1. Criminal Justice System

The criminal justice system provides the glue which holds our society together; it provides a mechanism for maintaining minimum standards of behaviour to which everyone must adhere with realistic prospect of sanction for those who do not. That system is in jeopardy. It must be sufficiently valued and funded.
Sir Brian Leveson PC

Video interviewing of suspects should become the standard. Those not under arrest should be interviewed from their solicitor's office. Those under arrest would suffer less delay. Lawyers would avoid travel and unnecessary waiting, covering more police stations. Safeguards for confidentiality and the mentally disadvantaged can be built in.
Anthony Edwards

Every Court should have a real-time transcription service, like LiveNote, to provide an instantaneous verbatim record of everything said.
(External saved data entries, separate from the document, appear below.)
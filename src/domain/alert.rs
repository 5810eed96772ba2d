use chrono::{DateTime, Utc};
use serde::{Deserialize, Serialize};

#[derive(Debug, Clone, Copy, PartialEq, Eq, Serialize, Deserialize)]
#[serde(rename_all = "lowercase")]
pub enum AlertKind {
    Info,
    Warning,
    Error,
    Success,
}

/// A raw alert produced by the backend.
///
/// Alerts are read-only to the dashboard apart from acknowledging (sets the
/// flag) and dismissing (removes the record).
#[derive(Debug, Clone, PartialEq, Eq, Serialize, Deserialize)]
pub struct Alert {
    pub id: String,
    pub message: String,
    #[serde(rename = "type")]
    pub kind: AlertKind,
    pub source: String,
    pub timestamp: DateTime<Utc>,
    pub acknowledged: bool,
}
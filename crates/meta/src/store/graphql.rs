//! Metadata stored on the reader server, over its GraphQL API.

use crate::bag::MetaBag;
use crate::error::{ErrorKind, Result};
use crate::holder::{Holder, HolderKind};
use crate::store::MetaStore;
use async_trait::async_trait;
use exn::{OptionExt, ResultExt};
use serde::Deserialize;
use serde::de::DeserializeOwned;
use serde_json::{Value, json};
use std::time::Duration;
use tracing::instrument;

const ENDPOINT: &str = "/api/graphql";
const TIMEOUT: Duration = Duration::from_secs(30);

#[derive(Deserialize)]
struct Response<T> {
    data: Option<T>,
    #[serde(default)]
    errors: Vec<ResponseError>,
}

#[derive(Deserialize)]
struct ResponseError {
    message: String,
}

#[derive(Deserialize)]
struct MetaNode {
    key: String,
    value: String,
}

/// Talks to the server's GraphQL endpoint. Every mutation is followed by a
/// re-read so callers always get the server's view of the holder.
#[derive(Debug, Clone)]
pub struct GraphqlStore {
    client: reqwest::Client,
    endpoint: String,
}

impl GraphqlStore {
    /// `server` is the base URL, e.g. `http://127.0.0.1:4567`.
    pub fn new(server: &str) -> Result<Self> {
        let client = reqwest::Client::builder()
            .timeout(TIMEOUT)
            .build()
            .or_raise(|| ErrorKind::Network)?;
        Ok(Self {
            client,
            endpoint: format!("{}{ENDPOINT}", server.trim_end_matches('/')),
        })
    }

    async fn execute<T: DeserializeOwned>(&self, query: &str, variables: Value) -> Result<T> {
        let response: Response<T> = self
            .client
            .post(&self.endpoint)
            .json(&json!({ "query": query, "variables": variables }))
            .send()
            .await
            .and_then(reqwest::Response::error_for_status)
            .or_raise(|| ErrorKind::Network)?
            .json()
            .await
            .or_raise(|| ErrorKind::InvalidData("graphql response"))?;
        if !response.errors.is_empty() {
            let messages: Vec<_> = response.errors.into_iter().map(|e| e.message).collect();
            exn::bail!(ErrorKind::Rejected(messages.join("; ")));
        }
        response.data.ok_or_raise(|| ErrorKind::InvalidData("graphql response without data"))
    }
}

/// GraphQL entity name and ID argument of a holder. `None` for the global scope.
fn entity(holder: &Holder) -> Option<(&'static str, &'static str, Value)> {
    match holder {
        Holder::Global => None,
        Holder::Manga(id) => Some(("manga", "mangaId", json!(id))),
        Holder::Chapter(id) => Some(("chapter", "chapterId", json!(id))),
        Holder::Category(id) => Some(("category", "categoryId", json!(id))),
        Holder::Source(id) => Some(("source", "sourceId", json!(id))),
    }
}

fn id_type(kind: HolderKind) -> &'static str {
    match kind {
        HolderKind::Source => "LongString!",
        _ => "Int!",
    }
}

fn capitalize(name: &str) -> String {
    let mut chars = name.chars();
    chars.next().map(|c| c.to_ascii_uppercase().to_string() + chars.as_str()).unwrap_or_default()
}

fn metas_query(holder: &Holder) -> String {
    match entity(holder) {
        None => "query { metas { nodes { key value } } }".to_string(),
        Some((name, _, _)) => format!(
            "query ($id: {}) {{ {name}(id: $id) {{ meta {{ key value }} }} }}",
            id_type(holder.kind())
        ),
    }
}

fn mutation(operation: &str, holder: &Holder) -> String {
    let name = entity(holder).map_or("global", |(name, _, _)| name);
    let field = format!("{operation}{}Meta", capitalize(name));
    format!(
        "mutation ($input: {}Input!) {{ {field}(input: $input) {{ clientMutationId }} }}",
        capitalize(&field)
    )
}

fn collect(nodes: Value) -> Result<MetaBag> {
    let nodes: Vec<MetaNode> = serde_json::from_value(nodes).or_raise(|| ErrorKind::InvalidData("meta nodes"))?;
    Ok(nodes.into_iter().map(|node| (node.key, node.value)).collect())
}

#[async_trait]
impl MetaStore for GraphqlStore {
    fn name(&self) -> &str {
        "graphql"
    }

    #[instrument(skip(self), fields(endpoint = %self.endpoint))]
    async fn metas(&self, holder: &Holder) -> Result<MetaBag> {
        let (variables, path) = match entity(holder) {
            None => (json!({}), ["metas", "nodes"]),
            Some((name, _, id)) => (json!({ "id": id }), [name, "meta"]),
        };
        let mut data: Value = self.execute(&metas_query(holder), variables).await?;
        let nodes = path
            .iter()
            .try_fold(&mut data, |value, key| value.get_mut(*key))
            .map(Value::take)
            .ok_or_raise(|| ErrorKind::Rejected(format!("{holder} not found")))?;
        collect(nodes)
    }

    #[instrument(skip(self, value), fields(endpoint = %self.endpoint))]
    async fn set(&self, holder: &Holder, key: &str, value: &str) -> Result<MetaBag> {
        let mut meta = json!({ "key": key, "value": value });
        if let Some((_, field, id)) = entity(holder) {
            meta[field] = id;
        }
        let _: Value = self.execute(&mutation("set", holder), json!({ "input": { "meta": meta } })).await?;
        self.metas(holder).await
    }

    #[instrument(skip(self), fields(endpoint = %self.endpoint))]
    async fn delete(&self, holder: &Holder, key: &str) -> Result<MetaBag> {
        let mut input = json!({ "key": key });
        if let Some((_, field, id)) = entity(holder) {
            input[field] = id;
        }
        let _: Value = self.execute(&mutation("delete", holder), json!({ "input": input })).await?;
        self.metas(holder).await
    }
}
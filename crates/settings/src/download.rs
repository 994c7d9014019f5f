use crate::resolve::MetaSettings;
use serde::{Deserialize, Serialize};
use serde_json::{Map, Value, json};

const DELETE_WHILE_READING: &str = "deleteChaptersWhileReading";
/// Name the delete-while-reading setting had while it was a boolean.
const LEGACY_DELETE_WHILE_READING: &str = "chapterToDelete";

/// Download and cleanup settings, stored on the global holder.
#[derive(Debug, Clone, Default, PartialEq, Eq, Serialize, Deserialize)]
#[serde(rename_all = "camelCase")]
pub struct DownloadSettings {
    /// `0` disables deletion; `n` deletes the chapter `n - 1` positions
    /// before the one just finished.
    pub delete_chapters_while_reading: u32,
    pub delete_chapters_manually_marked_read: bool,
    pub delete_chapters_with_bookmark: bool,
    /// Unread chapters to keep downloaded ahead of the reading position.
    pub download_ahead_limit: u32,
}

/// Normalize a stored delete-while-reading value: legacy booleans become
/// `0`/`1`, numbers pass through, anything else is dropped.
pub fn normalize_delete_while_reading(value: &Value) -> Option<Value> {
    match value {
        Value::Bool(enabled) => Some(json!(u32::from(*enabled))),
        Value::Number(_) => Some(value.clone()),
        _ => None,
    }
}

impl MetaSettings for DownloadSettings {
    fn migrate(values: &mut Map<String, Value>) {
        let legacy = values.remove(LEGACY_DELETE_WHILE_READING);
        let current = values.remove(DELETE_WHILE_READING);
        // An unusable current value falls back to the legacy one.
        let normalized = current
            .as_ref()
            .and_then(normalize_delete_while_reading)
            .or_else(|| legacy.as_ref().and_then(normalize_delete_while_reading));
        if let Some(normalized) = normalized {
            values.insert(DELETE_WHILE_READING.to_string(), normalized);
        }
    }
}
//! Chapter list and library display options.
//!
//! Filters are tri-state: `None` shows everything, `Some(true)` only matching
//! entries, `Some(false)` only non-matching ones.

use crate::resolve::MetaSettings;
use serde::{Deserialize, Serialize};

#[derive(Debug, Clone, Copy, Default, PartialEq, Eq, Serialize, Deserialize)]
#[serde(rename_all = "SCREAMING_SNAKE_CASE")]
pub enum ChapterSort {
    #[default]
    Source,
    ChapterNumber,
    UploadDate,
    FetchedDate,
}

/// Per-manga chapter list options.
#[derive(Debug, Clone, PartialEq, Eq, Serialize, Deserialize)]
#[serde(rename_all = "camelCase")]
pub struct ChapterListOptions {
    pub unread: Option<bool>,
    pub downloaded: Option<bool>,
    pub bookmarked: Option<bool>,
    /// Scanlator names whose chapters are hidden.
    pub excluded_scanlators: Vec<String>,
    pub sort_by: ChapterSort,
    pub reverse: bool,
    pub show_chapter_number: bool,
}

impl Default for ChapterListOptions {
    fn default() -> Self {
        Self {
            unread: None,
            downloaded: None,
            bookmarked: None,
            excluded_scanlators: Vec::new(),
            sort_by: ChapterSort::default(),
            reverse: true,
            show_chapter_number: false,
        }
    }
}

impl MetaSettings for ChapterListOptions {}

#[derive(Debug, Clone, Copy, Default, PartialEq, Eq, Serialize, Deserialize)]
#[serde(rename_all = "SCREAMING_SNAKE_CASE")]
pub enum GridLayout {
    #[default]
    Comfortable,
    Compact,
    List,
}

#[derive(Debug, Clone, Copy, Default, PartialEq, Eq, Serialize, Deserialize)]
#[serde(rename_all = "SCREAMING_SNAKE_CASE")]
pub enum LibrarySort {
    #[default]
    Title,
    DateAdded,
    LastRead,
    UnreadChapters,
}

/// Library options, stored per category with the global holder as fallback.
#[derive(Debug, Clone, PartialEq, Eq, Serialize, Deserialize)]
#[serde(rename_all = "camelCase")]
pub struct LibraryOptions {
    pub unread: Option<bool>,
    pub downloaded: Option<bool>,
    pub bookmarked: Option<bool>,
    pub sort_by: LibrarySort,
    pub sort_desc: bool,
    pub grid_layout: GridLayout,
    /// `None` picks a column count from the viewport width.
    pub items_per_row: Option<u32>,
    pub show_unread_badge: bool,
    pub show_download_badge: bool,
}

impl Default for LibraryOptions {
    fn default() -> Self {
        Self {
            unread: None,
            downloaded: None,
            bookmarked: None,
            sort_by: LibrarySort::default(),
            sort_desc: false,
            grid_layout: GridLayout::default(),
            items_per_row: None,
            show_unread_badge: true,
            show_download_badge: true,
        }
    }
}

impl MetaSettings for LibraryOptions {}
Hence in summing up in criminal trials, the norm should be a minimal review of the evidence or none, with a direction to the jury to ask if they need reminding of anything.
Francis FitzGibbon QC

At the end of a trial, defendants should be presented with a USB stick with an audio-recording of the entire trial. Trials are digitally recorded anyway; transcripts are prohibitively expensive and (bizarrely) courts destroy recordings after seven years. In one (almost) cost-free move, the courts could increase transparency and provide a lifeline to the wrongly convicted.
Jon Robins

2. Something old, something new: a marriage of data driven advice and social justice

We should develop internet enabled portable devices for advisers which remotely accesses legal advice and case records as well as processes 'big databases' to identify communities with high advice needs. The advice will be delivered face-to-face in community settings, with empathy valued by clients and with a passion for equality and social justice.